ACTION ITEM: Go through the entries below and work out how many lines include "targets". Answer with the number only.
══════
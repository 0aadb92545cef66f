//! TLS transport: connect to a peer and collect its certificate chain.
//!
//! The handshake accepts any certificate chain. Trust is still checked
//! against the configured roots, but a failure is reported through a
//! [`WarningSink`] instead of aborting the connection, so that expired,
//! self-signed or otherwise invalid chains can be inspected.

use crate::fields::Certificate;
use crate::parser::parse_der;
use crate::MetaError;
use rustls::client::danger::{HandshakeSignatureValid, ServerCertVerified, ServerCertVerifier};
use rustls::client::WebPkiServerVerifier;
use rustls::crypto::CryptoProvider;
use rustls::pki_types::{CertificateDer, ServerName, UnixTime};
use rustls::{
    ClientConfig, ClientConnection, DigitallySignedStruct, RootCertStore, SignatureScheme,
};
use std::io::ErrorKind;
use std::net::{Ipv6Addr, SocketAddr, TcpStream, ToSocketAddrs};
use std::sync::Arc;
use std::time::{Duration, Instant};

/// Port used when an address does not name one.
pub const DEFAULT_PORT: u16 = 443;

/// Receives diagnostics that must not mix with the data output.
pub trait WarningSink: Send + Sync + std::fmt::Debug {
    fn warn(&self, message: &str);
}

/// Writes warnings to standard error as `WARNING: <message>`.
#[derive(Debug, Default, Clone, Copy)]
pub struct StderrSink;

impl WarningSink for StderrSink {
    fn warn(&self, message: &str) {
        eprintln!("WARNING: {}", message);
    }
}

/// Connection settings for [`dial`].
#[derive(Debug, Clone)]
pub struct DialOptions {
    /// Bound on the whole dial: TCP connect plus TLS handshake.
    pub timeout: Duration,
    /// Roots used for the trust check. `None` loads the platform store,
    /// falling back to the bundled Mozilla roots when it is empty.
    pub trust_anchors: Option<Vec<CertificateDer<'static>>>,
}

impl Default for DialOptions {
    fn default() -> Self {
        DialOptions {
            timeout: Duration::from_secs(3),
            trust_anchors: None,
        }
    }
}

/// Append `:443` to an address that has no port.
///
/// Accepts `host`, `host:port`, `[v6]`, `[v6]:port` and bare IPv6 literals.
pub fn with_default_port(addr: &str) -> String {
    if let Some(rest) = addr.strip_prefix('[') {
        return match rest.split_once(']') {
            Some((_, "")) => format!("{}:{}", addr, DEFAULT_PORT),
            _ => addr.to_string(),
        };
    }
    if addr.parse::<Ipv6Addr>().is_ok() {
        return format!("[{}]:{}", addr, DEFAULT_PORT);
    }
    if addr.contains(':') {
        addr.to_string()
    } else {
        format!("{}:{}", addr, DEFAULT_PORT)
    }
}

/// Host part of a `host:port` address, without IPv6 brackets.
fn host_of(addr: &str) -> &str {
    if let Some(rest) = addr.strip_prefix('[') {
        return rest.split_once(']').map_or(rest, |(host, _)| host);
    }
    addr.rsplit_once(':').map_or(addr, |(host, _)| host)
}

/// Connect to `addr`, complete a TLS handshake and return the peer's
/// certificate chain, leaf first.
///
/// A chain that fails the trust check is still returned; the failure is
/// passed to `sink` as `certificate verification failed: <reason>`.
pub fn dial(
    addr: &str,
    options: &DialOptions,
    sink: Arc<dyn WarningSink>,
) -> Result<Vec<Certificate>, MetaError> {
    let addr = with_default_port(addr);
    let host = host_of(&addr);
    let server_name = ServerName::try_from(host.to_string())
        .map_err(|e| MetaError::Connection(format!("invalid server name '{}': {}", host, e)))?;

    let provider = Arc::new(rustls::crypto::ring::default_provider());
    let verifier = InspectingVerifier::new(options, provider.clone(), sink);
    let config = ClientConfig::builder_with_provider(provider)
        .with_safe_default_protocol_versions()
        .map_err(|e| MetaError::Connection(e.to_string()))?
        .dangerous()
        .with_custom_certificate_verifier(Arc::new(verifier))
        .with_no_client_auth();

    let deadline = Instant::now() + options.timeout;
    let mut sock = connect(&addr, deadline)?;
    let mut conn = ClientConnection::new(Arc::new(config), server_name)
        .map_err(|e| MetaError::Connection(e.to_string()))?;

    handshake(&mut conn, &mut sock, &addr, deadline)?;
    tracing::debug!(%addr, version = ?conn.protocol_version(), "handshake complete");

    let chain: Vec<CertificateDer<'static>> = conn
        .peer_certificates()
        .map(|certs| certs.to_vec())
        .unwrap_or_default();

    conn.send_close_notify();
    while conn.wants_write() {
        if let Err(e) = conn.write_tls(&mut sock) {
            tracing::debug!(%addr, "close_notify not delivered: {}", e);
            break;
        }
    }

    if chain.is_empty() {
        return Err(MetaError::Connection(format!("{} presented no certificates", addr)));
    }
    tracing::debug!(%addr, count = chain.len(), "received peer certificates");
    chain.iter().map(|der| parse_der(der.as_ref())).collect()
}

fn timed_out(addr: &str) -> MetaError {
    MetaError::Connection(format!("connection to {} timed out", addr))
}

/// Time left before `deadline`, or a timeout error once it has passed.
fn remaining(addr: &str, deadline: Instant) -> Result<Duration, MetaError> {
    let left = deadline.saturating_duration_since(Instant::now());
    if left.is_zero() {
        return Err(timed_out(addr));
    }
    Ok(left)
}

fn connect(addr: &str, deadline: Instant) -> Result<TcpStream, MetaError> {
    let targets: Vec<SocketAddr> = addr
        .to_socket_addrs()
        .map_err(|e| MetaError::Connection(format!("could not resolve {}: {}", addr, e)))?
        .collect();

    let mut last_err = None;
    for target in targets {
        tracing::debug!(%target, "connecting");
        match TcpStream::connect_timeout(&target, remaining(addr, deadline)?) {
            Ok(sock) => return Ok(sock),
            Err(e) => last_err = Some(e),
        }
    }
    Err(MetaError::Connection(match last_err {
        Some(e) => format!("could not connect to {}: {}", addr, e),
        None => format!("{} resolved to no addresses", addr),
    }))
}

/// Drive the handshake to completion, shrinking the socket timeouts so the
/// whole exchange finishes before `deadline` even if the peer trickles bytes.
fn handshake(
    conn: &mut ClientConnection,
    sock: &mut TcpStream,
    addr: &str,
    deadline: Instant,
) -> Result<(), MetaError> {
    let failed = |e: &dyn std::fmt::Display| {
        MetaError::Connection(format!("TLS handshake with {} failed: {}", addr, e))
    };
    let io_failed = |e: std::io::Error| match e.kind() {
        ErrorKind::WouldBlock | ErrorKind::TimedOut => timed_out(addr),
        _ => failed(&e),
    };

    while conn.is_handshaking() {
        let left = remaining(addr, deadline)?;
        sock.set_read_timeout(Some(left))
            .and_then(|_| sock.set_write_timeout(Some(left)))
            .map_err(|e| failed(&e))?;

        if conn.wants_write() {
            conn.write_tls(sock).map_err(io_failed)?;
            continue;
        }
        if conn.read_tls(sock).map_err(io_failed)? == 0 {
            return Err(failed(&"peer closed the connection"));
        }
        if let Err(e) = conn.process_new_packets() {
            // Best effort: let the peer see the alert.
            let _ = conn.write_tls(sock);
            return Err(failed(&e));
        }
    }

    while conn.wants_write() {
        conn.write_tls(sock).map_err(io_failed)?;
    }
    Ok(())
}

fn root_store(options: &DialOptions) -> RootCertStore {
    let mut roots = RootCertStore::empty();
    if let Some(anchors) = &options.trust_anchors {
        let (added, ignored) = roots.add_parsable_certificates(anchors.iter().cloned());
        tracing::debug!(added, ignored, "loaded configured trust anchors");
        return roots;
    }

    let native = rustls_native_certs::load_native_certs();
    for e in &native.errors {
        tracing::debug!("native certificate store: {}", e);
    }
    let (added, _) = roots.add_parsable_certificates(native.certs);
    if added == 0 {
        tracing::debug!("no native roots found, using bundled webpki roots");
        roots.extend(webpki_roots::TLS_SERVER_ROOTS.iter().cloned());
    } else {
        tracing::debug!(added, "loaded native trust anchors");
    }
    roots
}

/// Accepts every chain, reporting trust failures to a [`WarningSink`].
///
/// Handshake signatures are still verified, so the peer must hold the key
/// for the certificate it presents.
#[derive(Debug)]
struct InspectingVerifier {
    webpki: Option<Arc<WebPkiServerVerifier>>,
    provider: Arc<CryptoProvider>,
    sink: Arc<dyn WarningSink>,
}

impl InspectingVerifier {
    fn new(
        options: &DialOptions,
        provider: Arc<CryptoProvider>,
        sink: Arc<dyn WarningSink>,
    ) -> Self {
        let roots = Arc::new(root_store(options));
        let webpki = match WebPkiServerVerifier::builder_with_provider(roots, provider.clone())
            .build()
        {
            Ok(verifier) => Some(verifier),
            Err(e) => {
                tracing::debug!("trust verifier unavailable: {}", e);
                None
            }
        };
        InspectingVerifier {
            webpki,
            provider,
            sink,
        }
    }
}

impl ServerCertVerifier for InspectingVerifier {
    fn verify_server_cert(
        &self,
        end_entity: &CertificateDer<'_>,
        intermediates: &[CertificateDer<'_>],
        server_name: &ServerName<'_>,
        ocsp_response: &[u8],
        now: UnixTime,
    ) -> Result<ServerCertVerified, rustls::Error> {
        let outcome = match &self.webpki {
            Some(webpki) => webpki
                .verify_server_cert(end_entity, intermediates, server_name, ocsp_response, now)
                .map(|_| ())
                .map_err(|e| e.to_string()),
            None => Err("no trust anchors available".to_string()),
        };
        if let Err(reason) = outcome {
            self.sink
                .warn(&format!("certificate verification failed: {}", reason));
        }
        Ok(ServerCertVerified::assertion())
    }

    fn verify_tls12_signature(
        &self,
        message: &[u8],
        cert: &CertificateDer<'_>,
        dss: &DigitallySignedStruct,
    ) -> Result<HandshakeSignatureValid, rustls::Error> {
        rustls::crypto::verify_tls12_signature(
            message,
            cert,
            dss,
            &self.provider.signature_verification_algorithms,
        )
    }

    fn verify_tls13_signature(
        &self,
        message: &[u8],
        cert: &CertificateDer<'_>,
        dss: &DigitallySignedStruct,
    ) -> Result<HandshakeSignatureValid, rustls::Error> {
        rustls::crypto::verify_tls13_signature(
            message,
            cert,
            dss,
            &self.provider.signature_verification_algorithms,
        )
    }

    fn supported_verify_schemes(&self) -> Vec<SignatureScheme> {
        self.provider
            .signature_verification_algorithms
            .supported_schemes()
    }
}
══════
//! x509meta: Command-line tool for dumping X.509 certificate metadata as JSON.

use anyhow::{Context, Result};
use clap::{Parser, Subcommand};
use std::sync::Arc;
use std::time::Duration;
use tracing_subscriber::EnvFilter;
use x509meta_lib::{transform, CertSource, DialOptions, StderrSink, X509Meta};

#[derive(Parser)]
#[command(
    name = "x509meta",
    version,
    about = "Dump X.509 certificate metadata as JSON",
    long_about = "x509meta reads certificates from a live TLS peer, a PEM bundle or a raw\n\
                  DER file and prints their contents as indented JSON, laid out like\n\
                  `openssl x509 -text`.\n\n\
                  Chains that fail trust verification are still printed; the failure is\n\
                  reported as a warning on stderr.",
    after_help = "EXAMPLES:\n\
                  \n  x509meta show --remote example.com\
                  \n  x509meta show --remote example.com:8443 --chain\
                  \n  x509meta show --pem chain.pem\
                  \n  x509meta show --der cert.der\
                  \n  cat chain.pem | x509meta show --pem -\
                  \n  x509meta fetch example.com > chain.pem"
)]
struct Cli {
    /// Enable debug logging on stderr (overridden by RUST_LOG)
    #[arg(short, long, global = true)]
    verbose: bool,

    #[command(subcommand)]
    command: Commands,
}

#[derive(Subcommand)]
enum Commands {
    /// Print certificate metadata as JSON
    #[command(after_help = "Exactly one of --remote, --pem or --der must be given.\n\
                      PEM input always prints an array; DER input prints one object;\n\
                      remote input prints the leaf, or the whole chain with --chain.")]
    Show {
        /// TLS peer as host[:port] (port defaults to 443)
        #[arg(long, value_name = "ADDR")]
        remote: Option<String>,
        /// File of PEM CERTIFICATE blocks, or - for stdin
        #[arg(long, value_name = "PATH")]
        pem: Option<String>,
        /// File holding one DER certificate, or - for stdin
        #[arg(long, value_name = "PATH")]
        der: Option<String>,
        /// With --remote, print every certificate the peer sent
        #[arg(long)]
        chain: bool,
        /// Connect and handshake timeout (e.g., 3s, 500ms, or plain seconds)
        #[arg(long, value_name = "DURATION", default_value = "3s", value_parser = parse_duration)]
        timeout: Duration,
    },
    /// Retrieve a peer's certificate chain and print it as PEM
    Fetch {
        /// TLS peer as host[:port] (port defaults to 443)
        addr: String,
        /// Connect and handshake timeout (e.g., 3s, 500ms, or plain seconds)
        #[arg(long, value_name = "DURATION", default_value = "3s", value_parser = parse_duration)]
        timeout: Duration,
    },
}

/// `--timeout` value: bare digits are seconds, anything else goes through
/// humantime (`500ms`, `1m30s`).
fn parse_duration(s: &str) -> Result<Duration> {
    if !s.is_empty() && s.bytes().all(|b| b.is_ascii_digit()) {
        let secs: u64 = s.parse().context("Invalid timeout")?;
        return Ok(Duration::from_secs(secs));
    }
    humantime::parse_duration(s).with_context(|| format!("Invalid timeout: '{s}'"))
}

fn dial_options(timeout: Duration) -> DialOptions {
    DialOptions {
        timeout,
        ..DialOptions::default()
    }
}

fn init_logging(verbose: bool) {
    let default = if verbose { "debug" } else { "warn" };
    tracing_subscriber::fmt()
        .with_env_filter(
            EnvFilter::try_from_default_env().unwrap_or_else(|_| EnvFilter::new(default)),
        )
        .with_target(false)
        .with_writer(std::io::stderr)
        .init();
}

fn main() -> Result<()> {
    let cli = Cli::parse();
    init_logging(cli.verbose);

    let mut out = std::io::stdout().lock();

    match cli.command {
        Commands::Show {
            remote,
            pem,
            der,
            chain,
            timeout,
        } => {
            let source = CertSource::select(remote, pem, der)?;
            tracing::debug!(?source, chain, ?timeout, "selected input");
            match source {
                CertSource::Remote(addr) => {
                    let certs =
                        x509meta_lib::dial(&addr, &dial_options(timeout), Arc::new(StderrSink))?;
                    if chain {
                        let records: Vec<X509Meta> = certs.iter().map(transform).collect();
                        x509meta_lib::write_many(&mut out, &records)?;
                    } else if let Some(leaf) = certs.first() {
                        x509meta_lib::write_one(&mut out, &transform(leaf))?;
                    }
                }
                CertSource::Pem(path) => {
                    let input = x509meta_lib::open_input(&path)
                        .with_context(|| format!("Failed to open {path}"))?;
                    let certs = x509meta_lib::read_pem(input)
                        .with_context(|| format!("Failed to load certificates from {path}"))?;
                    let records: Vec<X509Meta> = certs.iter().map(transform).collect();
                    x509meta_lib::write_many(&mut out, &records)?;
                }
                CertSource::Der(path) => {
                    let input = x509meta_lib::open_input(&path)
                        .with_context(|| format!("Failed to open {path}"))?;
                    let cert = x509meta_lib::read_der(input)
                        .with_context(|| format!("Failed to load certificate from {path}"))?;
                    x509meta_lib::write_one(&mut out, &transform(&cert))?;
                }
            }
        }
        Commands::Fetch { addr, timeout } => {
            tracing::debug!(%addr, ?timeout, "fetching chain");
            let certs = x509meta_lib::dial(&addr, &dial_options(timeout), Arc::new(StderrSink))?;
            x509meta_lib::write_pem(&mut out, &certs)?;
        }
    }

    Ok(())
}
══════
SOLUTION: 2